Last Night in Soho is a grim look at the fates that befall far too many women in a patriarchal society; how men manipulate, use and abuse women who are offered very little choice but to subject themselves to those men in hopes of the life they’re yearning for. This certainly applies to the showbiz world of the Swinging Sixties, and Wright uses the period and Eloise’s rose-colored view of it to examine how nostalgia can blind us to the horrifying reality of things. When Sandie first arrives at the nightclub, it appears bright, cheerful, and celebratory – the young star can’t wait to be up on the stage. By the time she’s performing there, the uncomfortable truth is impossible to deny: the show is humiliating, nothing more than a perverse place for the club’s sole audience – old, white, leering businessmen – to ogle at women’s bodies as they dance around.
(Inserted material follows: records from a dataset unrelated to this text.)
use crate::logs::stats_aggregation::AggregatedStats;
use crate::logs::types::LogRecord;
use crate::logs::units::{relative_time, truncate};
use crate::logs::viewer::ViewerStats;
use chrono::NaiveDateTime;
use clap::ValueEnum;
use comfy_table::presets::UTF8_FULL_CONDENSED;
use comfy_table::{Cell, Color, ContentArrangement, Table};
use owo_colors::{OwoColorize, Stream};
use std::fmt::Write;

const MESSAGE_WIDTH: usize = 50;

/// Presentation of the statistics report on stdout.
#[derive(Debug, Clone, Copy, Default, PartialEq, Eq, ValueEnum)]
pub enum ReportFormat {
    #[default]
    Table,
    Json,
    Summary,
}

pub fn render_report(
    stats: &AggregatedStats,
    format: ReportFormat,
    now: NaiveDateTime,
) -> serde_json::Result<String> {
    match format {
        ReportFormat::Table => Ok(render_table(stats, now)),
        ReportFormat::Json => render_json(stats),
        ReportFormat::Summary => Ok(render_summary(stats)),
    }
}

fn table(headers: &[&str]) -> Table {
    let mut table = Table::new();
    table.load_preset(UTF8_FULL_CONDENSED);
    table.set_content_arrangement(ContentArrangement::Dynamic);
    table.set_header(
        headers
            .iter()
            .map(|h| Cell::new(h).fg(Color::Cyan))
            .collect::<Vec<_>>(),
    );
    table
}

fn section(out: &mut String, title: &str, body: &Table) {
    let _ = writeln!(out, "{title}");
    let _ = writeln!(out, "{body}");
    out.push('\n');
}

fn level_color(level: &str) -> Option<Color> {
    match level.to_ascii_lowercase().as_str() {
        "error" | "critical" => Some(Color::Red),
        "warning" => Some(Color::Yellow),
        "info" => Some(Color::Green),
        _ => None,
    }
}

fn level_cell(level: &str) -> Cell {
    let cell = Cell::new(level);
    match level_color(level) {
        Some(color) => cell.fg(color),
        None => cell,
    }
}

//-----------------------------------------------------------------------------
// Statistics report
//-----------------------------------------------------------------------------

pub fn render_table(stats: &AggregatedStats, now: NaiveDateTime) -> String {
    let mut out = String::new();
    let overview = &stats.overview;

    let mut t = table(&["Metric", "Value"]);
    t.add_row(vec!["Total Events".to_string(), overview.total_events.to_string()]);
    t.add_row(vec![
        "Successful Events".to_string(),
        overview.successful_events.to_string(),
    ]);
    t.add_row(vec!["Failed Events".to_string(), overview.failed_events.to_string()]);
    t.add_row(vec!["Success Rate".to_string(), format!("{}%", overview.success_rate)]);
    t.add_row(vec!["Failure Rate".to_string(), format!("{}%", overview.failure_rate)]);
    section(&mut out, "Overview", &t);

    let mut t = table(&["Type", "Count", "Percentage", "Last Seen"]);
    for entry in &stats.notification_types {
        t.add_row(vec![
            entry.notification_type.clone(),
            entry.count.to_string(),
            format!("{}%", entry.percentage),
            relative_time(entry.last_occurrence, now),
        ]);
    }
    section(&mut out, "Notification Types", &t);

    let time = &stats.time_analysis;
    let mut t = table(&["Day", "Total", "Successes", "Failures"]);
    for (day, counts) in &time.daily_breakdown {
        t.add_row(vec![
            day.clone(),
            counts.total.to_string(),
            counts.successes.to_string(),
            counts.failures.to_string(),
        ]);
    }
    section(&mut out, "Daily Breakdown", &t);
    let _ = writeln!(
        out,
        "Busiest day: {} | Busiest hour: {}\n",
        time.busiest_day.as_deref().unwrap_or("-"),
        time.busiest_hour
            .as_deref()
            .map_or_else(|| "-".to_string(), |h| format!("{h}:00")),
    );

    let perf = &stats.performance;
    let mut t = table(&["Metric", "Value"]);
    t.add_row(vec!["Average Memory Usage", perf.average_memory_usage.as_str()]);
    t.add_row(vec!["Peak Memory Usage", perf.peak_memory_usage.as_str()]);
    t.add_row(vec!["Runtime Version", perf.runtime_version.as_str()]);
    t.add_row(vec!["Framework Version", perf.framework_version.as_str()]);
    section(&mut out, "Performance", &t);

    let failures = &stats.failure_analysis;
    if failures.total_failures > 0 {
        let mut t = table(&["Metric", "Value"]);
        t.add_row(vec![
            "Total Failures".to_string(),
            failures.total_failures.to_string(),
        ]);
        t.add_row(vec![
            "Failure Trend".to_string(),
            failures.failure_trend.to_string(),
        ]);
        section(&mut out, "Failure Analysis", &t);

        if !failures.recent_failures.is_empty() {
            let mut t = table(&["Type", "When", "Details"]);
            for failure in &failures.recent_failures {
                t.add_row(vec![
                    failure.notification_type.clone(),
                    relative_time(failure.timestamp, now),
                    failure.mail_subject.clone().unwrap_or_else(|| "N/A".to_string()),
                ]);
            }
            section(&mut out, "Recent Failures", &t);
        }
    }

    let mut t = table(&["Type", "Level", "When", "Message"]);
    for activity in &stats.recent_activity {
        t.add_row(vec![
            Cell::new(&activity.notification_type),
            level_cell(&activity.level.to_uppercase()),
            Cell::new(relative_time(activity.timestamp, now)),
            Cell::new(&activity.message),
        ]);
    }
    section(&mut out, "Recent Activity", &t);

    out
}

pub fn render_json(stats: &AggregatedStats) -> serde_json::Result<String> {
    serde_json::to_string_pretty(stats)
}

pub fn render_summary(stats: &AggregatedStats) -> String {
    let mut out = String::new();
    let overview = &stats.overview;

    let _ = writeln!(out, "Backup Statistics Summary\n");
    let _ = writeln!(
        out,
        "{} {}",
        "Total Events:".if_supports_color(Stream::Stdout, |t| t.green()),
        overview.total_events
    );
    let _ = writeln!(
        out,
        "{} {}%",
        "Success Rate:".if_supports_color(Stream::Stdout, |t| t.green()),
        overview.success_rate
    );

    if overview.failed_events > 0 {
        let _ = writeln!(
            out,
            "{} {} ({}%)",
            "Failed Events:".if_supports_color(Stream::Stdout, |t| t.red()),
            overview.failed_events,
            overview.failure_rate
        );
        let _ = writeln!(
            out,
            "{} {}",
            "Failure Trend:".if_supports_color(Stream::Stdout, |t| t.yellow()),
            stats.failure_analysis.failure_trend
        );
    }

    let _ = writeln!(
        out,
        "{} {}",
        "Average Memory:".if_supports_color(Stream::Stdout, |t| t.green()),
        stats.performance.average_memory_usage
    );
    let _ = writeln!(
        out,
        "{} {}",
        "Peak Memory:".if_supports_color(Stream::Stdout, |t| t.green()),
        stats.performance.peak_memory_usage
    );

    let most_common = stats
        .notification_types
        .first()
        .map_or("None", |t| t.notification_type.as_str());
    let _ = writeln!(
        out,
        "{} {}",
        "Most Common:".if_supports_color(Stream::Stdout, |t| t.green()),
        most_common
    );

    out
}

//-----------------------------------------------------------------------------
// Log viewer
//-----------------------------------------------------------------------------

/// Newest-first records, at most `tail` of them.
pub fn render_log_table(records: &[LogRecord], tail: usize) -> String {
    let shown = &records[..records.len().min(tail)];

    if shown.is_empty() {
        return "No backup logs found matching the criteria.\n".to_string();
    }

    let mut out = String::from("Recent Backup Logs:\n\n");

    let mut t = table(&["Time", "Level", "Event", "Status", "Message"]);
    for record in shown {
        t.add_row(vec![
            Cell::new(record.timestamp.format("%m-%d %H:%M:%S")),
            level_cell(&record.level),
            Cell::new(record.backup_event().unwrap_or("unknown")),
            Cell::new(record.status().unwrap_or("unknown")),
            Cell::new(truncate(&record.message, MESSAGE_WIDTH)),
        ]);
    }
    let _ = writeln!(out, "{t}");

    if shown.len() >= tail {
        let _ = writeln!(
            out,
            "\nShowing {tail} most recent entries. Use --tail=N to show more."
        );
    }

    out
}

pub fn render_viewer_stats(stats: &ViewerStats, now: NaiveDateTime) -> String {
    if stats.total_entries == 0 {
        return "No backup logs found for statistics.\n".to_string();
    }

    let mut out = String::from("Backup Log Statistics:\n\n");
    let _ = writeln!(out, "Total entries: {}\n", stats.total_entries);

    let _ = writeln!(out, "By Level:");
    for (level, count) in stats.levels.entries() {
        let _ = writeln!(out, "  {}: {count}", colorize_level(level));
    }

    let _ = writeln!(out, "\nBy Event:");
    for (event, count) in stats.events.entries() {
        let _ = writeln!(out, "  {event}: {count}");
    }

    let _ = writeln!(out, "\nBy Status:");
    for (status, count) in stats.statuses.entries() {
        let label = match status.as_str() {
            "success" => status
                .if_supports_color(Stream::Stdout, |t| t.green())
                .to_string(),
            "error" => status
                .if_supports_color(Stream::Stdout, |t| t.red())
                .to_string(),
            _ => status
                .if_supports_color(Stream::Stdout, |t| t.yellow())
                .to_string(),
        };
        let _ = writeln!(out, "  {label}: {count}");
    }
    out.push('\n');

    if let Some(ts) = stats.last_successful {
        let _ = writeln!(out, "Last successful backup: {}", relative_time(ts, now));
    }
    if let Some(ts) = stats.last_failed {
        let _ = writeln!(
            out,
            "{} {}",
            "Last failed backup:".if_supports_color(Stream::Stdout, |t| t.red()),
            relative_time(ts, now)
        );
    }

    out
}

fn colorize_level(level: &str) -> String {
    match level_color(level) {
        Some(Color::Red) => level
            .if_supports_color(Stream::Stdout, |t| t.red())
            .to_string(),
        Some(Color::Yellow) => level
            .if_supports_color(Stream::Stdout, |t| t.yellow())
            .to_string(),
        Some(Color::Green) => level
            .if_supports_color(Stream::Stdout, |t| t.green())
            .to_string(),
        _ => level.to_string(),
    }
}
Yet despite the strength of the wonderful cast and Wright’s proficiency as a filmmaker, Soho struggles to tie its ideas of the past to the story taking place in the present. We’re meant to connect Sandie’s tragic journey with that of Eloise’s, but the nostalgic young woman’s biggest issues have little to do with misogyny. While both women move to London with hopes that are quickly dashed, Eloise’s main problem is the bullying of her roommate – a character who goes from realistic enough to outright obsessive and dangerous, something the film strangely doesn’t have enough time to properly reconcile with by its end. What Eloise experiences is terrible, yes, but it also pales in comparison to the ordeals we see Sandie go through.
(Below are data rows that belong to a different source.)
use crate::conf::types::LoggingConfig;
use chrono::{Days, NaiveDate};
use glob::{Pattern, glob};
use std::borrow::Cow;
use std::fs;
use std::path::{Path, PathBuf};
use std::time::SystemTime;

/// Knows where backup log files live and how they are named.
///
/// Daily files are `<prefix>-YYYY-MM-DD.log`, the generic fallback is
/// `<prefix>.log`, both directly under `dir`.
#[derive(Debug, Clone)]
pub struct LogLocator {
    dir: PathBuf,
    prefix: String,
}

impl LogLocator {
    pub fn new(dir: impl Into<PathBuf>, prefix: impl Into<String>) -> Self {
        Self {
            dir: dir.into(),
            prefix: prefix.into(),
        }
    }

    pub fn from_config(cfg: &LoggingConfig) -> Self {
        Self::new(&cfg.dir, &cfg.file_prefix)
    }

    pub fn dir(&self) -> &Path {
        &self.dir
    }

    pub fn dated_path(&self, date: NaiveDate) -> PathBuf {
        self.dir
            .join(format!("{}-{}.log", self.prefix, date.format("%Y-%m-%d")))
    }

    pub fn generic_path(&self) -> PathBuf {
        self.dir.join(format!("{}.log", self.prefix))
    }

    /// Paths reported to the user when the viewer finds nothing.
    pub fn viewer_candidates(&self, today: NaiveDate) -> Vec<PathBuf> {
        vec![self.dated_path(today), self.generic_path()]
    }

    /// Pick the single file the viewer reads: today's, yesterday's, the
    /// generic file, or else the most recently modified dated file.
    pub fn viewer_file(&self, today: NaiveDate) -> Option<PathBuf> {
        let dated = [Some(today), today.checked_sub_days(Days::new(1))]
            .into_iter()
            .flatten()
            .map(|date| self.dated_path(date));

        dated
            .chain(std::iter::once(self.generic_path()))
            .find(|path| path.is_file())
            .or_else(|| self.most_recent_dated())
    }

    /// Files feeding statistics: one dated file per day of the window that
    /// exists, then the generic file if present.
    pub fn stats_files(&self, today: NaiveDate, days: u32) -> Vec<PathBuf> {
        let mut files: Vec<PathBuf> = (0..u64::from(days))
            .map_while(|offset| today.checked_sub_days(Days::new(offset)))
            .map(|date| self.dated_path(date))
            .filter(|path| path.is_file())
            .collect();

        let generic = self.generic_path();
        if generic.is_file() && !files.contains(&generic) {
            files.push(generic);
        }

        files
    }

    fn most_recent_dated(&self) -> Option<PathBuf> {
        let pattern = self.dated_glob();

        let paths = match glob(&pattern) {
            Ok(paths) => paths,
            Err(e) => {
                tracing::warn!(pattern = %pattern, error = %e, "invalid log file pattern");
                return None;
            }
        };

        paths
            .filter_map(Result::ok)
            .filter(|path| path.is_file())
            .filter_map(|path| modified(&path).map(|mtime| (path, mtime)))
            .max_by_key(|(_, mtime)| *mtime)
            .map(|(path, _)| path)
    }

    fn dated_glob(&self) -> String {
        let dir = Pattern::escape(&self.dir.to_string_lossy());
        let file = format!("{}-*.log", Pattern::escape(&self.prefix));

        Path::new(&dir).join(file).to_string_lossy().into_owned()
    }
}

fn modified(path: &Path) -> Option<SystemTime> {
    fs::metadata(path).and_then(|m| m.modified()).ok()
}

/// Read a whole log file. An unreadable file contributes nothing.
pub fn read_log_file(path: &Path) -> String {
    match fs::read(path) {
        Ok(bytes) => match String::from_utf8_lossy(&bytes) {
            Cow::Borrowed(s) => s.to_owned(),
            Cow::Owned(s) => {
                tracing::debug!(path = %path.display(), "log file contains invalid UTF-8");
                s
            }
        },
        Err(e) => {
            tracing::warn!(path = %path.display(), error = %e, "failed to read log file");
            String::new()
        }
    }
}
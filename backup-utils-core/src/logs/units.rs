use chrono::NaiveDateTime;

const BYTE_UNITS: [&str; 4] = ["B", "KB", "MB", "GB"];

/// Scale by powers of 1024 until the value sits in `[1, 1024)` (or the
/// largest unit is reached) and print with two decimals.
pub fn format_bytes(bytes: f64) -> String {
    let mut value = bytes;
    let mut unit = 0;

    while value >= 1024.0 && unit < BYTE_UNITS.len() - 1 {
        value /= 1024.0;
        unit += 1;
    }

    format!("{value:.2} {}", BYTE_UNITS[unit])
}

pub fn round2(value: f64) -> f64 {
    (value * 100.0).round() / 100.0
}

/// "3 hours ago" / "2 days from now".
pub fn relative_time(timestamp: NaiveDateTime, now: NaiveDateTime) -> String {
    let delta = now.signed_duration_since(timestamp).num_seconds();
    let (seconds, suffix) = if delta < 0 {
        (-delta, "from now")
    } else {
        (delta, "ago")
    };

    let (n, unit) = match seconds {
        s if s < 60 => (s.max(1), "second"),
        s if s < 3_600 => (s / 60, "minute"),
        s if s < 86_400 => (s / 3_600, "hour"),
        s if s < 7 * 86_400 => (s / 86_400, "day"),
        s if s < 30 * 86_400 => (s / (7 * 86_400), "week"),
        s if s < 365 * 86_400 => (s / (30 * 86_400), "month"),
        s => (s / (365 * 86_400), "year"),
    };

    let plural = if n == 1 { "" } else { "s" };
    format!("{n} {unit}{plural} {suffix}")
}

/// Cut to `max` characters, ending in `...` when shortened.
pub fn truncate(text: &str, max: usize) -> String {
    if text.chars().count() <= max {
        return text.to_string();
    }

    let kept: String = text.chars().take(max.saturating_sub(3)).collect();
    format!("{kept}...")
}
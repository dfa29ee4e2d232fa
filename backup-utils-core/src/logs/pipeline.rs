use crate::logs::locate::{LogLocator, read_log_file};
use crate::logs::merge::merge_sources;
use crate::logs::parse::{parse_line, parse_notification_line};
use crate::logs::types::{LogRecord, NotificationRecord};
use crate::logs::window::{RecordFilter, Window};
use chrono::NaiveDateTime;
use std::path::Path;

/// Records of a single file inside the window and matching `filter`,
/// newest first.
pub fn load_log_entries(path: &Path, window: Window, filter: &RecordFilter) -> Vec<LogRecord> {
    let content = read_log_file(path);
    let mut records = parse_entries(&content, window);

    records.retain(|r| filter.matches(r));
    records.reverse();
    records.sort_by(|a, b| b.timestamp.cmp(&a.timestamp));

    tracing::debug!(path = %path.display(), records = records.len(), "loaded log entries");
    records
}

/// Viewer records in file order.
pub fn parse_entries(content: &str, window: Window) -> Vec<LogRecord> {
    content
        .lines()
        .filter(|line| !line.trim().is_empty())
        .filter_map(|line| parse_line(line).into_option())
        .filter(|record| window.contains(record.timestamp))
        .collect()
}

/// Statistics-eligible records in file order.
pub fn parse_notifications(content: &str, window: Window) -> Vec<NotificationRecord> {
    let mut skipped = 0_usize;

    let records: Vec<NotificationRecord> = content
        .lines()
        .filter(|line| !line.trim().is_empty())
        .filter_map(|line| {
            let parsed = parse_notification_line(line, window.cutoff()).into_option();
            if parsed.is_none() {
                skipped += 1;
            }
            parsed
        })
        .collect();

    if skipped > 0 {
        tracing::debug!(skipped, "skipped lines outside the statistics grammar or window");
    }

    records
}

/// Gather every statistics record of the last `days` days across the dated
/// files and the generic file, deduplicated and oldest first.
pub fn load_notifications(locator: &LogLocator, now: NaiveDateTime, days: u32) -> Vec<NotificationRecord> {
    let window = Window::trailing_days(now, days);
    let files = locator.stats_files(now.date(), days);

    tracing::debug!(files = files.len(), cutoff = %window.cutoff(), "collecting statistics records");

    merge_sources(
        files
            .iter()
            .map(|path| parse_notifications(&read_log_file(path), window)),
    )
}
One of Eloise’s classmates by the name of John (Michael Ajao) acts as a romantic interest, but the relationship is never able to really form. John claims to relate to Eloise’s unique individuality, but this falls flat when we never learn who exactly John is in the first place. And once Eloise’s dreams turn to nightmares and she becomes a dangerous, sleep-deprived mess, it’s hard to understand why John bothers to stick around, especially after a messy incident where he’s caught in her room by Alexandra the landlady. Relating to the pain of others and empathizing with them seems to be the film’s idea about how we can heal, and possibly overcome, past traumas. But this never comes to fruition as well as it could, or at least not between every character the way it should.
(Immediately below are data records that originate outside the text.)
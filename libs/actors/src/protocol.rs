//! Registration handshake protocol: server and client roles
//!
//! The handshake is a 3-tag exchange layered on the actor substrate:
//!
//! ```text
//! client ── REGISTER_CLIENT ──────────▶ server
//! client ◀─ REGISTERED_CLIENT ──────── server
//! client ── REGISTRATION_CONFIRMED ──▶ server   (terminal; no reply)
//! ```
//!
//! Two smaller exchanges ride on the same tags and roles: unregistration
//! (UNREGISTER_CLIENT / UNREGISTERED_CLIENT) and a liveness announcement
//! (IS_SERVER_ALIVE, acknowledged with CALLBACK_INVOKED).
//!
//! Protocol state lives in the tags exchanged, not in stored fields; the
//! roles keep only counters and the server's registered-client set. Tags a
//! role does not recognize are consumed silently.
//!
//! Because each actor processes strictly one inbound message per loop
//! iteration, any protocol variant whose handler waits synchronously for a
//! reply that only its own loop could dequeue will deadlock. The roles here
//! never wait inside a handler; the hazard itself is exercised by the
//! crate's deadlock tests.

use crate::actor::{Actor, ActorContext, ActorId, Role};
use crate::error::Result;
use crate::messages::{Message, MessageTag};
use async_trait::async_trait;
use parking_lot::Mutex;
use serde::Serialize;
use std::collections::HashSet;
use std::sync::atomic::{AtomicU64, Ordering};
use std::sync::Arc;
use tracing::{debug, info, trace};

/// Counters kept by a server role, shared with the driver
#[derive(Debug, Default)]
pub struct ServerStats {
    pub registrations_received: AtomicU64,
    pub confirmations_received: AtomicU64,
    pub unregistrations_received: AtomicU64,
    pub liveness_acks_received: AtomicU64,
    pub unknown_ignored: AtomicU64,
    registered: Mutex<HashSet<ActorId>>,
}

impl ServerStats {
    /// Number of currently registered clients
    pub fn registered_clients(&self) -> usize {
        self.registered.lock().len()
    }

    /// Whether the given client is currently registered
    pub fn is_registered(&self, client: &ActorId) -> bool {
        self.registered.lock().contains(client)
    }

    pub fn snapshot(&self) -> ServerStatsSnapshot {
        ServerStatsSnapshot {
            registrations_received: self.registrations_received.load(Ordering::Acquire),
            confirmations_received: self.confirmations_received.load(Ordering::Acquire),
            unregistrations_received: self.unregistrations_received.load(Ordering::Acquire),
            liveness_acks_received: self.liveness_acks_received.load(Ordering::Acquire),
            unknown_ignored: self.unknown_ignored.load(Ordering::Acquire),
            registered_clients: self.registered_clients(),
        }
    }
}

/// Point-in-time server counters
#[derive(Debug, Clone, Serialize)]
pub struct ServerStatsSnapshot {
    pub registrations_received: u64,
    pub confirmations_received: u64,
    pub unregistrations_received: u64,
    pub liveness_acks_received: u64,
    pub unknown_ignored: u64,
    pub registered_clients: usize,
}

/// Server side of the registration handshake
pub struct ServerRole {
    stats: Arc<ServerStats>,
}

impl ServerRole {
    pub fn new() -> Self {
        Self {
            stats: Arc::new(ServerStats::default()),
        }
    }

    pub fn stats(&self) -> Arc<ServerStats> {
        Arc::clone(&self.stats)
    }
}

impl Default for ServerRole {
    fn default() -> Self {
        Self::new()
    }
}

#[async_trait]
impl Role for ServerRole {
    fn name(&self) -> &'static str {
        "server"
    }

    async fn process_message(&mut self, msg: Message, ctx: &ActorContext) -> Result<()> {
        match msg.tag() {
            MessageTag::RegisterClient => {
                self.stats
                    .registrations_received
                    .fetch_add(1, Ordering::AcqRel);
                self.stats
                    .registered
                    .lock()
                    .insert(msg.reply_to().id().clone());
                info!(server = %ctx.self_ref(), client = %msg.reply_to(), "registering client");
                ctx.send(msg.reply_to(), MessageTag::RegisteredClient)?;
            }
            MessageTag::RegistrationConfirmed => {
                self.stats
                    .confirmations_received
                    .fetch_add(1, Ordering::AcqRel);
                info!(server = %ctx.self_ref(), client = %msg.reply_to(), "client registration confirmed");
            }
            MessageTag::UnregisterClient => {
                self.stats
                    .unregistrations_received
                    .fetch_add(1, Ordering::AcqRel);
                self.stats.registered.lock().remove(msg.reply_to().id());
                info!(server = %ctx.self_ref(), client = %msg.reply_to(), "unregistering client");
                ctx.send(msg.reply_to(), MessageTag::UnregisteredClient)?;
            }
            MessageTag::CallbackInvoked => {
                self.stats
                    .liveness_acks_received
                    .fetch_add(1, Ordering::AcqRel);
                debug!(server = %ctx.self_ref(), client = %msg.reply_to(), "liveness acknowledged");
            }
            other => {
                self.stats.unknown_ignored.fetch_add(1, Ordering::AcqRel);
                trace!(server = %ctx.self_ref(), tag = %other, "ignoring unhandled tag");
            }
        }
        Ok(())
    }
}

/// Counters kept by a client role, shared with the driver
#[derive(Debug, Default)]
pub struct ClientStats {
    /// REGISTERED_CLIENT messages processed (one per successful handshake)
    pub registrations_acknowledged: AtomicU64,
    /// UNREGISTERED_CLIENT receipts processed
    pub unregistrations_acknowledged: AtomicU64,
    /// IS_SERVER_ALIVE announcements processed
    pub liveness_announcements: AtomicU64,
    pub unknown_ignored: AtomicU64,
}

impl ClientStats {
    pub fn snapshot(&self) -> ClientStatsSnapshot {
        ClientStatsSnapshot {
            registrations_acknowledged: self.registrations_acknowledged.load(Ordering::Acquire),
            unregistrations_acknowledged: self
                .unregistrations_acknowledged
                .load(Ordering::Acquire),
            liveness_announcements: self.liveness_announcements.load(Ordering::Acquire),
            unknown_ignored: self.unknown_ignored.load(Ordering::Acquire),
        }
    }
}

/// Point-in-time client counters
#[derive(Debug, Clone, Serialize)]
pub struct ClientStatsSnapshot {
    pub registrations_acknowledged: u64,
    pub unregistrations_acknowledged: u64,
    pub liveness_announcements: u64,
    pub unknown_ignored: u64,
}

/// Client side of the registration handshake
pub struct ClientRole {
    stats: Arc<ClientStats>,
}

impl ClientRole {
    pub fn new() -> Self {
        Self {
            stats: Arc::new(ClientStats::default()),
        }
    }

    pub fn stats(&self) -> Arc<ClientStats> {
        Arc::clone(&self.stats)
    }
}

impl Default for ClientRole {
    fn default() -> Self {
        Self::new()
    }
}

#[async_trait]
impl Role for ClientRole {
    fn name(&self) -> &'static str {
        "client"
    }

    async fn process_message(&mut self, msg: Message, ctx: &ActorContext) -> Result<()> {
        match msg.tag() {
            MessageTag::RegisteredClient => {
                self.stats
                    .registrations_acknowledged
                    .fetch_add(1, Ordering::AcqRel);
                info!(client = %ctx.self_ref(), server = %msg.reply_to(), "confirming registration");
                ctx.send(msg.reply_to(), MessageTag::RegistrationConfirmed)?;
            }
            MessageTag::UnregisteredClient => {
                self.stats
                    .unregistrations_acknowledged
                    .fetch_add(1, Ordering::AcqRel);
                info!(client = %ctx.self_ref(), server = %msg.reply_to(), "unregistered from server");
            }
            MessageTag::IsServerAlive => {
                self.stats
                    .liveness_announcements
                    .fetch_add(1, Ordering::AcqRel);
                info!(client = %ctx.self_ref(), server = %msg.reply_to(), "server is alive");
                ctx.send(msg.reply_to(), MessageTag::CallbackInvoked)?;
            }
            other => {
                self.stats.unknown_ignored.fetch_add(1, Ordering::AcqRel);
                trace!(client = %ctx.self_ref(), tag = %other, "ignoring unhandled tag");
            }
        }
        Ok(())
    }
}

impl Actor<ServerRole> {
    /// Construct a server actor; returns its shared stats alongside it
    pub fn server() -> (Self, Arc<ServerStats>) {
        let role = ServerRole::new();
        let stats = role.stats();
        (Actor::with_role(role), stats)
    }

    /// Announce liveness to a client; the client replies CALLBACK_INVOKED
    pub fn announce_alive(&self, client: &crate::actor::ActorRef) -> Result<()> {
        self.send(client, MessageTag::IsServerAlive)
    }
}

impl Actor<ClientRole> {
    /// Construct a client actor; returns its shared stats alongside it
    pub fn client() -> (Self, Arc<ClientStats>) {
        let role = ClientRole::new();
        let stats = role.stats();
        (Actor::with_role(role), stats)
    }

    /// Initiate the registration handshake: exactly
    /// `send(server, REGISTER_CLIENT)`
    pub fn register_to_server(&self, server: &crate::actor::ActorRef) -> Result<()> {
        self.send(server, MessageTag::RegisterClient)
    }

    /// Ask the server to drop this client's registration
    pub fn unregister_from_server(&self, server: &crate::actor::ActorRef) -> Result<()> {
        self.send(server, MessageTag::UnregisterClient)
    }
}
Perhaps the most glaring issue is how Eloise’s romanticized nostalgia for the 60s isn’t ever presented as a real flaw. It doesn’t ever shut her off from the world, and she’s well aware that she’s living in the present rather than the past, even when her mental state starts to deteriorate later on. Toss in an entirely unnecessary mental illness angle that relates to her deceased mother, as well as an equally as unnecessary detail about how Eloise possesses a kind supernatural sense, and everything Last Night in Soho is trying to say becomes increasingly muddled the further it goes. As lavish, entertaining, and even as scary as the film is, by the time the credits roll, the story feels thin and never fully realized.
‘Last Night in Soho’ is now playing in theaters.